■ Data supplied:
■ ■ ■ ■ ■

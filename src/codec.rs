use amqp_engine_protocol::{
    codec::{AmqpDecoder, Writer},
    error::DecodeError,
    types::{wrap, Typed, Value},
};
use bytes::{Buf, BufMut, BytesMut};
use tokio_util::codec::{Decoder as TokioDecoder, Encoder as TokioEncoder};
use tracing::trace;

use crate::{error::EngineError, options::CodecOptions};

/// Frames AMQP typed values over a byte stream.
#[derive(Debug, Default)]
pub struct AmqpValueCodec {
    options: CodecOptions,
}

impl AmqpValueCodec {
    pub fn new(options: CodecOptions) -> Self {
        AmqpValueCodec { options }
    }

    pub fn options(&self) -> &CodecOptions {
        &self.options
    }

    /// Decodes the next value and unwraps it against the configured
    /// registry. Returns `None` until a complete value is buffered.
    pub fn decode_value(&mut self, buf: &mut BytesMut) -> Result<Option<Value>, EngineError> {
        match self.decode(buf)? {
            Some(typed) => {
                let value = self
                    .options
                    .registry
                    .unwrap(typed, self.options.leave_described)?;
                Ok(Some(value))
            }
            None => Ok(None),
        }
    }
}

impl TokioDecoder for AmqpValueCodec {
    type Item = Typed;
    type Error = EngineError;

    fn decode(&mut self, buf: &mut BytesMut) -> Result<Option<Typed>, EngineError> {
        match Typed::decode(buf) {
            Ok((remaining, typed)) => {
                let len = remaining.len();
                buf.advance(buf.len() - len);
                Ok(Some(typed))
            }
            Err(DecodeError::Incomplete(needed)) => {
                trace!("waiting for more bytes, {} needed", needed);
                Ok(None)
            }
            Err(e) => Err(e.into()),
        }
    }
}

impl TokioEncoder<Typed> for AmqpValueCodec {
    type Error = EngineError;

    fn encode(&mut self, item: Typed, buf: &mut BytesMut) -> Result<(), EngineError> {
        let mut writer = Writer::with_capacity(self.options.initial_capacity);
        writer.write(&item)?;
        buf.reserve(writer.position());
        buf.put_slice(writer.as_bytes());
        Ok(())
    }
}

impl TokioEncoder<Value> for AmqpValueCodec {
    type Error = EngineError;

    fn encode(&mut self, item: Value, buf: &mut BytesMut) -> Result<(), EngineError> {
        let typed = wrap(item)?;
        TokioEncoder::<Typed>::encode(self, typed, buf)
    }
}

■ ■ ■ ■ ■

■ Brief: Only lines holding the word "AmqpValueCodec" belong in the answer; copy all of them from the records.

■ Response area:
pub struct AmqpValueCodec {
impl AmqpValueCodec {
        AmqpValueCodec { options }
impl TokioDecoder for AmqpValueCodec {
impl TokioEncoder<Typed> for AmqpValueCodec {
impl TokioEncoder<Value> for AmqpValueCodec {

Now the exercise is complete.